▸ **Activity**
Please copy each line of the records below that holds the word "update".

▸ **Provided information**
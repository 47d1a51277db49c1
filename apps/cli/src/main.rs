use std::io::{self, BufRead, Write};

use anyhow::{Context, Result};
use clap::Parser;
use engine::{evaluate, EngineOptions, InputOutcome, Session};
use shared::protocol::ComputeResponse;
use tracing::debug;
use tracing_subscriber::EnvFilter;

/// Digital roots of numbers, lists (`1,2,3`) and ranges (`5-10*2`).
#[derive(Parser, Debug)]
#[command(name = "droot")]
struct Args {
    /// Inputs evaluated one by one.
    inputs: Vec<String>,
    /// Treat each stdin line as the next value of one input field.
    #[arg(long)]
    interactive: bool,
    /// Print JSON instead of text.
    #[arg(long)]
    json: bool,
    #[arg(long, default_value_t = engine::options::DEFAULT_STOP_AT)]
    stop_at: u64,
    #[arg(long, default_value_t = engine::options::DEFAULT_MAX_TERMS)]
    max_terms: usize,
    #[arg(long, default_value_t = engine::options::DEFAULT_MAX_OUTPUT_BYTES)]
    max_output_bytes: usize,
}

impl Args {
    fn options(&self) -> EngineOptions {
        EngineOptions {
            stop_at: self.stop_at,
            max_terms: self.max_terms,
            max_output_bytes: self.max_output_bytes,
        }
    }
}

fn main() -> Result<()> {
    let filter = EnvFilter::try_from_default_env().unwrap_or_else(|_| "warn".into());
    tracing_subscriber::fmt()
        .with_env_filter(filter)
        .with_writer(io::stderr)
        .init();
    let args = Args::parse();

    let stdout = io::stdout();
    let mut out = stdout.lock();

    if args.interactive {
        let stdin = io::stdin();
        run_interactive(stdin.lock(), &mut out, args.options(), args.json)?;
    } else {
        run_once(&args.inputs, &mut out, args.options(), args.json)?;
    }
    Ok(())
}

fn run_once(
    inputs: &[String],
    out: &mut impl Write,
    options: EngineOptions,
    json: bool,
) -> Result<()> {
    for input in inputs {
        let evaluation = evaluate(input, &options);
        if json {
            let response = ComputeResponse::from(evaluation);
            writeln!(out, "{}", serde_json::to_string(&response)?)?;
        } else {
            write_rendered(out, &evaluation.rendered, evaluation.truncated)?;
        }
    }
    Ok(())
}

fn run_interactive(
    input: impl BufRead,
    out: &mut impl Write,
    options: EngineOptions,
    json: bool,
) -> Result<()> {
    let mut session = Session::new(options);

    for line in input.lines() {
        let line = line.context("failed to read stdin")?;
        let update = match session.handle_input(&line) {
            InputOutcome::Updated(update) => update,
            other => {
                debug!(sanitized = other.sanitized(), "no update");
                continue;
            }
        };

        if json {
            let response = ComputeResponse::from(update);
            writeln!(out, "{}", serde_json::to_string(&response)?)?;
        } else {
            write_rendered(out, &update.rendered, update.truncated)?;
        }
        out.flush()?;
    }
    Ok(())
}

fn write_rendered(out: &mut impl Write, rendered: &str, truncated: bool) -> Result<()> {
    if rendered.ends_with('\n') {
        write!(out, "{rendered}")?;
    } else {
        writeln!(out, "{rendered}")?;
    }
    if truncated {
        writeln!(out, "(range truncated)")?;
    }
    Ok(())
}

#[cfg(test)]
#[path = "tests/main_tests.rs"]
mod tests;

▸ **Response**
        let update = match session.handle_input(&line) {
            InputOutcome::Updated(update) => update,
                debug!(sanitized = other.sanitized(), "no update");
            let response = ComputeResponse::from(update);
            write_rendered(out, &update.rendered, update.truncated)?;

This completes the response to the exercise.